Try it
Could you write out the data that follows, exactly and in full?

Task input
————————
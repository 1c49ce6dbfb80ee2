//! Token types for the VDF tokenizer.

use std::fmt;
use std::io;
use std::sync::Arc;

use crate::Position;

/// The kind of a token.
#[derive(Debug, Clone, Copy, PartialEq, Eq, Hash)]
#[cfg_attr(feature = "facet", derive(facet::Facet))]
#[repr(u8)]
pub enum TokenKind {
    /// Quoted or unquoted string, after escape processing.
    String,
    /// `{`
    OpenBrace,
    /// `}`
    CloseBrace,
    /// Everything after a `/` up to the end of the line.
    Comment,
    /// Lexing failed; the token carries a [`LexError`].
    Error,
}

impl TokenKind {
    /// Human readable name, used in error messages.
    pub fn name(self) -> &'static str {
        match self {
            TokenKind::String => "string",
            TokenKind::OpenBrace => "`{`",
            TokenKind::CloseBrace => "`}`",
            TokenKind::Comment => "comment",
            TokenKind::Error => "error",
        }
    }
}

impl fmt::Display for TokenKind {
    fn fmt(&self, f: &mut fmt::Formatter<'_>) -> fmt::Result {
        f.write_str(self.name())
    }
}

/// Why the tokenizer stopped early.
#[derive(Debug, Clone)]
pub enum LexError {
    /// The byte source failed.
    Io(Arc<io::Error>),
    /// Input ended inside a quoted string.
    UnterminatedString,
    /// Input ended right after a backslash.
    DanglingEscape,
}

impl PartialEq for LexError {
    fn eq(&self, other: &Self) -> bool {
        match (self, other) {
            (LexError::Io(a), LexError::Io(b)) => a.kind() == b.kind(),
            (LexError::UnterminatedString, LexError::UnterminatedString) => true,
            (LexError::DanglingEscape, LexError::DanglingEscape) => true,
            _ => false,
        }
    }
}

impl Eq for LexError {}

impl fmt::Display for LexError {
    fn fmt(&self, f: &mut fmt::Formatter<'_>) -> fmt::Result {
        match self {
            LexError::Io(e) => write!(f, "read failed: {}", e),
            LexError::UnterminatedString => write!(f, "unterminated quoted string"),
            LexError::DanglingEscape => write!(f, "input ends after `\\`"),
        }
    }
}

impl std::error::Error for LexError {
    fn source(&self) -> Option<&(dyn std::error::Error + 'static)> {
        match self {
            LexError::Io(e) => Some(e.as_ref()),
            _ => None,
        }
    }
}

impl From<io::Error> for LexError {
    fn from(e: io::Error) -> Self {
        LexError::Io(Arc::new(e))
    }
}

/// A token with its kind, payload and position.
#[derive(Debug, Clone, PartialEq, Eq)]
pub struct Token {
    /// The kind of token.
    pub kind: TokenKind,
    /// String or comment payload. Empty for braces and errors.
    pub text: String,
    /// Where the token starts.
    pub position: Position,
    /// Set for [`TokenKind::Error`] tokens.
    pub error: Option<LexError>,
}

impl Token {
    /// Create a new token.
    pub fn new(kind: TokenKind, text: String, position: Position) -> Self {
        Self {
            kind,
            text,
            position,
            error: None,
        }
    }

    /// Create an error token.
    pub fn error(error: LexError, position: Position) -> Self {
        Self {
            kind: TokenKind::Error,
            text: String::new(),
            position,
            error: Some(error),
        }
    }

    /// Whether this token carries no meaning for the tree.
    #[inline]
    pub fn is_trivia(&self) -> bool {
        self.kind == TokenKind::Comment
    }
}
————————
Output
repository 1c49ce6dbfb80ee2
//! Token types for the VDF tokenizer.

use std::fmt;
use std::io;
use std::sync::Arc;

use crate::Position;

/// The kind of a token.
#[derive(Debug, Clone, Copy, PartialEq, Eq, Hash)]
#[cfg_attr(feature = "facet", derive(facet::Facet))]
#[repr(u8)]
pub enum TokenKind {
    /// Quoted or unquoted string, after escape processing.
    String,
    /// `{`
    OpenBrace,
    /// `}`
    CloseBrace,
    /// Everything after a `/` up to the end of the line.
    Comment,
    /// Lexing failed; the token carries a [`LexError`].
    Error,
}

impl TokenKind {
    /// Human readable name, used in error messages.
    pub fn name(self) -> &'static str {
        match self {
            TokenKind::String => "string",
            TokenKind::OpenBrace => "`{`",
            TokenKind::CloseBrace => "`}`",
            TokenKind::Comment => "comment",
            TokenKind::Error => "error",
        }
    }
}

impl fmt::Display for TokenKind {
    fn fmt(&self, f: &mut fmt::Formatter<'_>) -> fmt::Result {
        f.write_str(self.name())
    }
}

/// Why the tokenizer stopped early.
#[derive(Debug, Clone)]
pub enum LexError {
    /// The byte source failed.
    Io(Arc<io::Error>),
    /// Input ended inside a quoted string.
    UnterminatedString,
    /// Input ended right after a backslash.
    DanglingEscape,
}

impl PartialEq for LexError {
    fn eq(&self, other: &Self) -> bool {
        match (self, other) {
            (LexError::Io(a), LexError::Io(b)) => a.kind() == b.kind(),
            (LexError::UnterminatedString, LexError::UnterminatedString) => true,
            (LexError::DanglingEscape, LexError::DanglingEscape) => true,
            _ => false,
        }
    }
}

impl Eq for LexError {}

impl fmt::Display for LexError {
    fn fmt(&self, f: &mut fmt::Formatter<'_>) -> fmt::Result {
        match self {
            LexError::Io(e) => write!(f, "read failed: {}", e),
            LexError::UnterminatedString => write!(f, "unterminated quoted string"),
            LexError::DanglingEscape => write!(f, "input ends after `\\`"),
        }
    }
}

impl std::error::Error for LexError {
    fn source(&self) -> Option<&(dyn std::error::Error + 'static)> {
        match self {
            LexError::Io(e) => Some(e.as_ref()),
            _ => None,
        }
    }
}

impl From<io::Error> for LexError {
    fn from(e: io::Error) -> Self {
        LexError::Io(Arc::new(e))
    }
}

/// A token with its kind, payload and position.
#[derive(Debug, Clone, PartialEq, Eq)]
pub struct Token {
    /// The kind of token.
    pub kind: TokenKind,
    /// String or comment payload. Empty for braces and errors.
    pub text: String,
    /// Where the token starts.
    pub position: Position,
    /// Set for [`TokenKind::Error`] tokens.
    pub error: Option<LexError>,
}

impl Token {
    /// Create a new token.
    pub fn new(kind: TokenKind, text: String, position: Position) -> Self {
        Self {
            kind,
            text,
            position,
            error: None,
        }
    }

    /// Create an error token.
    pub fn error(error: LexError, position: Position) -> Self {
        Self {
            kind: TokenKind::Error,
            text: String::new(),
            position,
            error: Some(error),
        }
    }

    /// Whether this token carries no meaning for the tree.
    #[inline]
    pub fn is_trivia(&self) -> bool {
        self.kind == TokenKind::Comment
    }
}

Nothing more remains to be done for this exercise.